In this eminent domain case, property was taken for highway purposes. The Board of Viewers awarded $16,525.00. The Commonwealth appealed to the Court of Common- Pleas and the jury returned a verdict in favor of the condemnee-appellee in the amount of $21,000.00. The condemnor-appellant filed a motion for a new trial which was denied. It is from the order denying a new trial that this appeal is taken.

Three grounds are asserted to require a new trial. The first involves the admissibility of evidence. One of appellee’s value witnesses took into consideration, in arriving at his difference between before and after values, the costs of correcting access to the remaining property due to a change in grade. Over objection, the court per*45mitted an engineer to testify as an expert for the appellee as to the specific cost of curing the difficulty of access due to the change in grade. The engineer was permitted to break down his estimate into specific elements of costs to cure. Section 705(2) (v) of the Eminent Domain Code, Act of June 22, 1964, Special Sess. P. L. 84, as amended, 26 P.S. §1-705(2)'(v), makes specific provision for including in the award: “The cost of adjustments and alterations to any remaining property made necessary or reasonably required by the condemnation.” The Code, in Section 705(5), makes specific provision that the valuation witness may use a written report from an expert on the cost to cure provided he furnishes the other party with a copy of the written report 10 days in advance of trial. We agree with Judge Stranahan of the court below that in this case 10 days’ notice was not required since the expert on cost to cure testified in person. We also agree that since the expert on cost to cure was not a valuation expert, no 10-day notice was required under Section 703 of the Code. Commonwealth v. Upholzer, 18 Pa. Commonwealth Ct. 102, 334 A.2d 812 (1975).

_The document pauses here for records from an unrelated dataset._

impl<B: CameraBackend> SourceState<B> {
    fn publish(&self) {
        self.status.store(Arc::new(SourceStatus {
            mode: self.mode,
            session: self.session,
            frames_produced: self.sequence,
        }));
    }

    fn set_session(&mut self, session: SessionState) {
        if self.session != session {
            debug!("Session {:?} -> {:?}", self.session, session);
            self.session = session;
        }
        self.publish();
    }

    fn set_mode(&mut self, mode: SourceMode) {
        if self.mode == mode {
            return;
        }
        if self.session != SessionState::Closed {
            info!("Switching to {:?} mode, closing current {:?} source", mode, self.mode);
            self.release_all();
        }
        self.mode = mode;
        self.publish();
    }

    fn open(&mut self, worker: &SourceWorker<B>) {
        if self.session != SessionState::Closed {
            warn!("open() ignored, session is already {:?}", self.session);
            return;
        }

        match self.mode {
            SourceMode::Mock => self.start_mock(worker),
            SourceMode::Live => {
                if let Err(e) = self.open_live(worker) {
                    error!("Failed to open camera: {}", e);
                    self.release_all();
                }
            }
        }
    }

    fn start_mock(&mut self, worker: &SourceWorker<B>) {
        info!(
            "Mock frame generation at {}x{} every {:?}",
            self.config.target_width,
            self.config.target_height,
            self.config.mock_period()
        );
        self.set_session(SessionState::Active);
        worker.post_cancellable(Self::mock_tick);
    }

    fn generating(&self) -> bool {
        self.mode == SourceMode::Mock && self.session == SessionState::Active
    }

    /// One mock cycle: generate, deliver, then schedule the next one while
    /// still generating.
    fn mock_tick(&mut self, worker: &SourceWorker<B>) {
        if !self.generating() {
            return;
        }

        self.sequence += 1;
        let frame = pattern::mock_frame(
            self.config.target_width,
            self.config.target_height,
            self.sequence,
        );
        self.delivery.deliver(&frame);
        self.publish();

        if self.generating() {
            worker.post_delayed(self.config.mock_period(), Self::mock_tick);
        }
    }

    #[instrument(skip(self, worker))]
    fn open_live(&mut self, worker: &SourceWorker<B>) -> Result<(), CameraError> {
        let target = Size::new(self.config.target_width, self.config.target_height);
        let camera = utils::find_back_camera(&self.backend, target)?;

        let listener = Arc::new(ImageSlot {
            latest: Arc::new(ArcSwapOption::empty()),
            attempt: self.attempt,
            worker: worker.clone(),
            delivery: self.delivery.clone(),
        });
        self.reader = Some(self.backend.create_image_reader(
            camera.size,
            self.config.max_images,
            listener,
        )?);

        self.set_session(SessionState::Opening);
        let callback = Arc::new(DeviceEvents {
            attempt: self.attempt,
            worker: worker.clone(),
        });
        self.backend.open_camera(&camera.id, callback)?;
        info!("Requested camera {} at {}", camera.id, camera.size);
        Ok(())
    }

    fn session_outputs(&self) -> Result<Vec<Surface>, CameraError> {
        let preview = self.preview.clone().ok_or(CameraError::NoPreviewSurface)?;
        let reader = self
            .reader
            .as_ref()
            .ok_or(CameraError::Closed("image reader"))?;
        Ok(vec![preview, reader.surface()])
    }

    fn on_device_opened(
        &mut self,
        attempt: u64,
        mut device: Box<dyn CameraDevice>,
        worker: &SourceWorker<B>,
    ) {
        if attempt != self.attempt || self.session != SessionState::Opening {
            debug!("Closing camera {} that opened after close()", device.id());
            device.close();
            return;
        }
        info!("Camera {} opened", device.id());

        let outputs = match self.session_outputs() {
            Ok(outputs) => outputs,
            Err(e) => {
                error!("Cannot configure capture session: {}", e);
                self.device = Some(device);
                self.release_all();
                return;
            }
        };

        let callback = Arc::new(SessionEvents {
            attempt,
            worker: worker.clone(),
        });
        let result = device.create_capture_session(outputs, callback);
        self.device = Some(device);
        if let Err(e) = result {
            error!("Camera access error creating capture session: {}", e);
            self.release_all();
        }
    }

    fn on_session_configured(&mut self, attempt: u64, mut session: Box<dyn CaptureSession>) {
        if attempt != self.attempt
            || self.device.is_none()
            || self.session != SessionState::Opening
        {
            debug!("Closing capture session configured after close()");
            session.close();
            return;
        }

        let mut request = CaptureRequest::new(RequestTemplate::Preview);
        match self.session_outputs() {
            Ok(outputs) => outputs.into_iter().for_each(|s| request.add_target(s)),
            Err(e) => {
                error!("Capture targets vanished: {}", e);
                session.close();
                self.release_all();
                return;
            }
        }
        request.af_mode = Some(AfMode::ContinuousPicture);
        request.ae_mode = Some(AeMode::OnAutoFlash);

        if let Err(e) = session.set_repeating_request(request) {
            error!("Failed to start camera preview: {}", e);
            session.close();
            self.release_all();
            return;
        }

        self.capture_session = Some(session);
        self.set_session(SessionState::Active);
        info!("Capture session active");
    }

    fn on_session_failed(&mut self, attempt: u64, error: CameraError) {
        if attempt != self.attempt || self.session == SessionState::Closed {
            debug!("Ignoring stale session failure: {}", error);
            return;
        }
        error!("Failed to configure camera session: {}", error);
        self.release_all();
    }

    fn on_device_lost(&mut self, attempt: u64, error: CameraError) {
        if attempt != self.attempt || self.session == SessionState::Closed {
            debug!("Ignoring stale device notification: {}", error);
            return;
        }
        error!("Camera device lost: {}", error);
        self.release_all();
    }

    fn on_image_ready(&mut self, attempt: u64, latest: &ArcSwapOption<YuvImage>) {
        let Some(image) = latest.swap(None) else {
            return;
        };
        if attempt != self.attempt
            || self.mode != SourceMode::Live
            || self.session != SessionState::Active
        {
            trace!("Dropping image outside an active live session");
            return;
        }

        self.sequence += 1;
        let converted = image.to_frame(self.sequence);
        // Release the camera buffer before handing the frame on
        drop(image);

        match converted {
            Ok(frame) => {
                self.delivery.deliver(&frame);
                self.publish();
            }
            Err(e) => {
                metrics::counter!("convert_errors_total").increment(1);
                error!("Dropping malformed camera image: {}", e);
            }
        }
    }

    /// Close the capture session, the device and the image reader, in that
    /// order, and return to `Closed`. Safe to call in any state.
    fn release_all(&mut self) {
        if let Some(mut session) = self.capture_session.take() {
            session.close();
        }
        if let Some(mut device) = self.device.take() {
            debug!("Closing camera {}", device.id());
            device.close();
        }
        if let Some(mut reader) = self.reader.take() {
            reader.close();
        }
        if self.session != SessionState::Closed {
            self.attempt += 1;
        }
        self.set_session(SessionState::Closed);
    }
}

The second and third grounds urged for requiring a new trial relate to the charge. The second concerns an error which the court said it made and corrected when referring to the condemnor’s right to build a fence on the right of way. This Court is not ready to say that the charge was in error on this point but, assuming it was, the lower court more than adequately “confessed error” and instructed the jury to disregard the remarks.

Finally, the third ground for a new trial is that the court affirmed a point for charge submitted by appellee which allowed the jury to consider the possible bias of appellant’s expert witness. The appellant asserts that this was not a proper point for charge but rather was an argument which was prejudicial to read since it did not relate to the condemnee’s as well as the condemnor’s witness. In fact, the court when affirming this point stated:

*46“Now that’s a factor to consider, and you might also take into consideration Mr. Wilson’s appraisal and all of the factors that I have discussed about credibility as it pertains to him and Mr. Brenneman or any other witness. They are all subject to your scrutiny.”

In affirming the court below, we are not saying that this record would not justify the lower court granting a new trial if it so exercised its discretion. Indeed, we are not saying that if we were the lower court, we would not have done so. What we do say and must hold is that the lower court has discretion in such matters and we cannot overrule unless we find an abuse of discretion. We cannot so rule here. Felix v. Baldwin-Whitehall School District, 5 Pa. Commonwealth Ct. 183, 289 A.2d 788 (1972). Affirmed.